//! Download state tracking.

use std::path::PathBuf;
use std::sync::atomic::{AtomicU64, Ordering};

use crate::config::SourceKind;

/// Counters for one source run, updated by both pipeline stages.
#[derive(Debug, Default)]
pub struct DownloadState {
    posts_processed: AtomicU64,
    queued: AtomicU64,
    duplicates: AtomicU64,
    malformed: AtomicU64,
    downloaded: AtomicU64,
    failed: AtomicU64,
}

impl DownloadState {
    /// Add a page worth of posts. Returns the new total.
    pub fn add_posts(&self, count: u64) -> u64 {
        self.posts_processed.fetch_add(count, Ordering::Relaxed) + count
    }

    pub fn increment_queued(&self) {
        self.queued.fetch_add(1, Ordering::Relaxed);
    }

    pub fn increment_duplicate(&self) {
        self.duplicates.fetch_add(1, Ordering::Relaxed);
    }

    pub fn increment_malformed(&self) {
        self.malformed.fetch_add(1, Ordering::Relaxed);
    }

    /// Returns the new downloaded total.
    pub fn increment_downloaded(&self) -> u64 {
        self.downloaded.fetch_add(1, Ordering::Relaxed) + 1
    }

    pub fn increment_failed(&self) {
        self.failed.fetch_add(1, Ordering::Relaxed);
    }

    pub fn downloaded(&self) -> u64 {
        self.downloaded.load(Ordering::Relaxed)
    }

    /// Freeze the counters into a summary.
    pub fn summary(&self, source: SourceKind) -> RunSummary {
        RunSummary {
            source,
            posts_processed: self.posts_processed.load(Ordering::Relaxed),
            queued: self.queued.load(Ordering::Relaxed),
            duplicates: self.duplicates.load(Ordering::Relaxed),
            malformed: self.malformed.load(Ordering::Relaxed),
            downloaded: self.downloaded.load(Ordering::Relaxed),
            failed: self.failed.load(Ordering::Relaxed),
            history_path: None,
        }
    }
}

/// Outcome of one source run.
#[derive(Debug, Clone, PartialEq, Eq)]
pub struct RunSummary {
    pub source: SourceKind,
    pub posts_processed: u64,
    pub queued: u64,
    pub duplicates: u64,
    pub malformed: u64,
    pub downloaded: u64,
    pub failed: u64,
    /// History file written at the end of the run.
    pub history_path: Option<PathBuf>,
}

/// Global statistics across all sources.
#[derive(Debug, Default)]
pub struct GlobalState {
    pub queued: u64,
    pub duplicates: u64,
    pub malformed: u64,
    pub downloaded: u64,
    pub failed: u64,
    pub sources_processed: u64,
    pub sources_failed: u64,
}

impl GlobalState {
    /// Add statistics from a finished source run.
    pub fn add_source_stats(&mut self, summary: &RunSummary) {
        self.queued += summary.queued;
        self.duplicates += summary.duplicates;
        self.malformed += summary.malformed;
        self.downloaded += summary.downloaded;
        self.failed += summary.failed;
        self.sources_processed += 1;
    }

    /// Mark a source as failed.
    pub fn mark_source_failed(&mut self) {
        self.sources_failed += 1;
    }
}
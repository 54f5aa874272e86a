//! Media file downloading.
//!
//! Each file is streamed once and written to the `__all__` folder and the
//! author's folder. Failed attempts are retried up to [`MAX_ATTEMPTS`] times.

use std::io;
use std::path::{Path, PathBuf};
use std::time::Duration;

use futures::future::try_join_all;
use futures::StreamExt;
use reqwest::{Client, StatusCode};
use tokio::fs::File;
use tokio::io::AsyncWriteExt;

use crate::config::CopyMode;
use crate::error::{Error, Result};
use crate::fs::{destination_paths, ensure_dir, Destination, ALL_FOLDER};
use crate::media::MediaRecord;

/// Attempts per file before giving up.
pub const MAX_ATTEMPTS: u32 = 6;

/// Bytes buffered before each write.
pub const DEFAULT_CHUNK_SIZE: usize = 5_000_000;

/// Pause before retrying a transient failure.
pub const DEFAULT_RETRY_DELAY: Duration = Duration::from_secs(10);

/// Outcome of a single failed attempt.
#[derive(Debug)]
enum AttemptError {
    /// A destination folder does not exist yet.
    MissingDirectory,
    /// Worth retrying after a pause.
    Transient(Error),
    Fatal(Error),
}

impl From<Error> for AttemptError {
    fn from(err: Error) -> Self {
        match &err {
            Error::Io(e) if e.kind() == io::ErrorKind::NotFound => AttemptError::MissingDirectory,
            Error::Http(e) if e.is_timeout() || e.is_connect() || e.is_body() || e.is_decode() => {
                AttemptError::Transient(err)
            }
            _ => AttemptError::Fatal(err),
        }
    }
}

impl From<io::Error> for AttemptError {
    fn from(err: io::Error) -> Self {
        Error::Io(err).into()
    }
}

impl From<reqwest::Error> for AttemptError {
    fn from(err: reqwest::Error) -> Self {
        Error::Http(err).into()
    }
}

fn is_retryable_status(status: StatusCode) -> bool {
    status.is_server_error() || status == StatusCode::TOO_MANY_REQUESTS
}

/// Streams media files to disk.
#[derive(Debug, Clone)]
pub struct Downloader {
    client: Client,
    copy_mode: CopyMode,
    chunk_size: usize,
    retry_delay: Duration,
}

impl Downloader {
    pub fn new(client: Client) -> Self {
        Self {
            client,
            copy_mode: CopyMode::default(),
            chunk_size: DEFAULT_CHUNK_SIZE,
            retry_delay: DEFAULT_RETRY_DELAY,
        }
    }

    pub fn with_copy_mode(mut self, copy_mode: CopyMode) -> Self {
        self.copy_mode = copy_mode;
        self
    }

    pub fn with_chunk_size(mut self, chunk_size: usize) -> Self {
        self.chunk_size = chunk_size.max(1);
        self
    }

    pub fn with_retry_delay(mut self, retry_delay: Duration) -> Self {
        self.retry_delay = retry_delay;
        self
    }

    /// Download `record` as `filename` under `root`.
    ///
    /// On success both destination files hold the complete payload. On
    /// failure neither is left behind. Existing files are overwritten.
    pub async fn download_file(
        &self,
        filename: &str,
        record: &MediaRecord,
        root: &Path,
    ) -> Result<Destination> {
        let dest = destination_paths(root, &record.author, filename)?;
        let url = record.source_url.as_str();

        for attempt in 1..=MAX_ATTEMPTS {
            match self.attempt(url, &dest).await {
                Ok(bytes) => {
                    tracing::trace!("Fetched {} bytes from {}", bytes, url);
                    return Ok(dest);
                }
                Err(AttemptError::MissingDirectory) => {
                    tracing::debug!("Creating folders for {}", filename);
                    for dir in dest.dirs() {
                        if let Err(e) = ensure_dir(dir).await {
                            remove_partial(&dest).await;
                            return Err(e);
                        }
                    }
                }
                Err(AttemptError::Transient(e)) => {
                    tracing::debug!(
                        "Attempt {}/{} for {} failed: {}",
                        attempt,
                        MAX_ATTEMPTS,
                        url,
                        e
                    );
                    if attempt < MAX_ATTEMPTS {
                        tokio::time::sleep(self.retry_delay).await;
                    }
                }
                Err(AttemptError::Fatal(e)) => {
                    remove_partial(&dest).await;
                    return Err(e);
                }
            }
        }

        remove_partial(&dest).await;
        Err(Error::RetriesExhausted {
            url: url.to_string(),
            attempts: MAX_ATTEMPTS,
        })
    }

    async fn attempt(&self, url: &str, dest: &Destination) -> std::result::Result<u64, AttemptError> {
        let mut files = vec![File::create(&dest.all_path).await?];
        if self.copy_mode == CopyMode::Copy {
            files.push(File::create(&dest.author_path).await?);
        }

        let response = self.client.get(url).send().await?;
        let status = response.status();
        if !status.is_success() {
            let err = Error::Download(format!("HTTP {} for {}", status, url));
            return Err(if is_retryable_status(status) {
                AttemptError::Transient(err)
            } else {
                AttemptError::Fatal(err)
            });
        }

        let mut stream = response.bytes_stream();
        let mut buffer = Vec::with_capacity(self.chunk_size);
        let mut written: u64 = 0;

        while let Some(chunk) = stream.next().await {
            let chunk = chunk?;
            let mut rest = &chunk[..];
            while !rest.is_empty() {
                let take = (self.chunk_size - buffer.len()).min(rest.len());
                buffer.extend_from_slice(&rest[..take]);
                rest = &rest[take..];

                if buffer.len() == self.chunk_size {
                    write_all(&mut files, &buffer).await?;
                    written += buffer.len() as u64;
                    buffer.clear();
                }
            }
        }

        if !buffer.is_empty() {
            write_all(&mut files, &buffer).await?;
            written += buffer.len() as u64;
        }

        for file in &mut files {
            file.flush().await?;
        }
        drop(files);

        if self.copy_mode != CopyMode::Copy {
            self.link_author_copy(dest).await?;
        }

        Ok(written)
    }

    /// Point the author path at the file in `__all__`.
    async fn link_author_copy(&self, dest: &Destination) -> std::result::Result<(), AttemptError> {
        if let Some(parent) = dest.author_path.parent() {
            tokio::fs::create_dir_all(parent)
                .await
                .map_err(|e| AttemptError::Fatal(e.into()))?;
        }

        match tokio::fs::remove_file(&dest.author_path).await {
            Ok(()) => {}
            Err(e) if e.kind() == io::ErrorKind::NotFound => {}
            Err(e) => return Err(AttemptError::Fatal(e.into())),
        }

        let linked = match self.copy_mode {
            CopyMode::Hardlink => tokio::fs::hard_link(&dest.all_path, &dest.author_path).await,
            CopyMode::Symlink => symlink(&relative_target(dest), &dest.author_path).await,
            CopyMode::Copy => Ok(()),
        };
        linked.map_err(|e| AttemptError::Fatal(e.into()))
    }
}

/// Symlink target relative to the author folder, so the tree can be moved.
fn relative_target(dest: &Destination) -> PathBuf {
    let filename = dest.all_path.file_name().unwrap_or_default();
    Path::new("..").join(ALL_FOLDER).join(filename)
}

#[cfg(unix)]
async fn symlink(target: &Path, link: &Path) -> io::Result<()> {
    tokio::fs::symlink(target, link).await
}

#[cfg(windows)]
async fn symlink(target: &Path, link: &Path) -> io::Result<()> {
    tokio::fs::symlink_file(target, link).await
}

async fn write_all(files: &mut [File], buffer: &[u8]) -> io::Result<()> {
    try_join_all(files.iter_mut().map(|file| file.write_all(buffer))).await?;
    Ok(())
}

async fn remove_partial(dest: &Destination) {
    for path in [&dest.all_path, &dest.author_path] {
        match tokio::fs::remove_file(path).await {
            Ok(()) => tracing::debug!("Removed partial file {}", path.display()),
            Err(e) if e.kind() == io::ErrorKind::NotFound => {}
            Err(e) => tracing::warn!("Could not remove {}: {}", path.display(), e),
        }
    }
}
//! Progress line utilities.

use indicatif::{ProgressBar, ProgressStyle};

use crate::config::SourceKind;

/// Create a spinner for long-running operations.
pub fn create_spinner(message: &str) -> ProgressBar {
    let spinner = ProgressBar::new_spinner();
    spinner.set_style(
        ProgressStyle::default_spinner()
            .template("{spinner:.green} {msg}")
            .unwrap(),
    );
    spinner.set_message(message.to_string());
    spinner.enable_steady_tick(std::time::Duration::from_millis(100));
    spinner
}

/// Status text shown while a source is being crawled.
pub fn progress_message(source: SourceKind, in_queue: usize, downloaded: u64) -> String {
    format!(
        "Crawling {}. {} item(s) in queue, {} items downloaded.",
        source, in_queue, downloaded
    )
}

/// Single status line, rewritten in place. Disabled lines do nothing.
#[derive(Debug, Clone)]
pub struct ProgressLine {
    source: SourceKind,
    bar: Option<ProgressBar>,
}

impl ProgressLine {
    pub fn new(source: SourceKind, enabled: bool) -> Self {
        let bar = enabled.then(|| create_spinner(&progress_message(source, 0, 0)));
        Self { source, bar }
    }

    pub fn update(&self, in_queue: usize, downloaded: u64) {
        if let Some(bar) = &self.bar {
            bar.set_message(progress_message(self.source, in_queue, downloaded));
        }
    }

    pub fn finish(&self) {
        if let Some(bar) = &self.bar {
            bar.finish_and_clear();
        }
    }
}

#[cfg(test)]
mod tests {
    use super::*;

    #[test]
    fn test_progress_message() {
        assert_eq!(
            progress_message(SourceKind::Likes, 3, 12),
            "Crawling likes. 3 item(s) in queue, 12 items downloaded."
        );
    }

    #[test]
    fn test_disabled_line_is_noop() {
        let line = ProgressLine::new(SourceKind::Timeline, false);
        assert!(line.bar.is_none());
        line.update(1, 1);
        line.finish();
    }
}
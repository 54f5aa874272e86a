//! Command-line argument definitions using clap.

use clap::{Parser, ValueEnum};
use std::path::PathBuf;

use crate::config::{Config, CopyMode, DownloadMode};

/// Twitter likes and timeline media downloader CLI.
#[derive(Parser, Debug)]
#[command(
    name = "twitter-media-dl",
    version,
    about = "Download photos, videos and GIFs from an account's likes and timeline",
    long_about = "A CLI tool to download media from the posts an account liked or published.\n\n\
                  Every file is stored twice: once in a shared __all__ folder and once in a \
                  folder named after the author. Already downloaded URLs are remembered \
                  between runs."
)]
pub struct Args {
    /// Numeric user ID or screen name of the account to crawl.
    #[arg(short, long, env = "TWITTER_ID")]
    pub user: Option<String>,

    /// Which collections to crawl.
    #[arg(short, long, value_enum)]
    pub mode: Option<DownloadModeArg>,

    /// Base directory for downloads and history files.
    #[arg(short, long)]
    pub output: Option<PathBuf>,

    /// App-only bearer token.
    #[arg(long = "bearer-token", env = "BEARER_TOKEN", hide_env_values = true)]
    pub bearer_token: Option<String>,

    /// Consumer key, exchanged for a bearer token.
    #[arg(long = "consumer-key", env = "CONSUMER_KEY", hide_env_values = true)]
    pub consumer_key: Option<String>,

    /// Consumer secret paired with the consumer key.
    #[arg(long = "consumer-secret", env = "CONSUMER_SECRET", hide_env_values = true)]
    pub consumer_secret: Option<String>,

    /// Work queue capacity.
    #[arg(long)]
    pub queue_size: Option<usize>,

    /// Stop paging after this many posts per source.
    #[arg(long)]
    pub max_posts: Option<u64>,

    /// How the per-author copy is produced.
    #[arg(long, value_enum)]
    pub copy_mode: Option<CopyModeArg>,

    /// Show a single-line progress indicator.
    #[arg(long)]
    pub progress: bool,

    /// Path to configuration file.
    #[arg(short, long, default_value = "config.toml")]
    pub config: PathBuf,

    /// Enable debug logging.
    #[arg(long)]
    pub debug: bool,
}

/// CLI download mode argument.
#[derive(Debug, Clone, Copy, ValueEnum)]
pub enum DownloadModeArg {
    /// Posts the account liked.
    Likes,
    /// Posts on the account's timeline.
    Timeline,
    /// Likes first, then timeline.
    Both,
}

impl From<DownloadModeArg> for DownloadMode {
    fn from(arg: DownloadModeArg) -> Self {
        match arg {
            DownloadModeArg::Likes => DownloadMode::Likes,
            DownloadModeArg::Timeline => DownloadMode::Timeline,
            DownloadModeArg::Both => DownloadMode::Both,
        }
    }
}

/// CLI copy mode argument.
#[derive(Debug, Clone, Copy, ValueEnum)]
pub enum CopyModeArg {
    /// Write the file twice.
    Copy,
    /// Symlink the author copy to the `__all__` file.
    Symlink,
    /// Hard link the author copy to the `__all__` file.
    Hardlink,
}

impl From<CopyModeArg> for CopyMode {
    fn from(arg: CopyModeArg) -> Self {
        match arg {
            CopyModeArg::Copy => CopyMode::Copy,
            CopyModeArg::Symlink => CopyMode::Symlink,
            CopyModeArg::Hardlink => CopyMode::Hardlink,
        }
    }
}

impl Args {
    /// Merge CLI arguments into an existing config, overriding where specified.
    pub fn merge_into_config(self, config: &mut Config) {
        if let Some(user) = self.user {
            config.account.user = user;
        }

        // Credentials
        if let Some(token) = self.bearer_token {
            config.credentials.bearer_token = Some(token);
        }

        if let Some(key) = self.consumer_key {
            config.credentials.consumer_key = Some(key);
        }

        if let Some(secret) = self.consumer_secret {
            config.credentials.consumer_secret = Some(secret);
        }

        // Options
        if let Some(mode) = self.mode {
            config.options.mode = mode.into();
        }

        if let Some(dir) = self.output {
            config.options.output_directory = Some(dir);
        }

        if let Some(size) = self.queue_size {
            config.options.queue_size = size;
        }

        if let Some(max) = self.max_posts {
            config.options.max_posts = max;
        }

        if let Some(copy_mode) = self.copy_mode {
            config.options.copy_mode = copy_mode.into();
        }

        if self.progress {
            config.options.show_progress = true;
        }
    }
}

● ● ●

Task item:
Check every line above for the string "RunSummary" and copy those that have it.

Response to the task:
    pub fn summary(&self, source: SourceKind) -> RunSummary {
        RunSummary {
pub struct RunSummary {
    pub fn add_source_stats(&mut self, summary: &RunSummary) {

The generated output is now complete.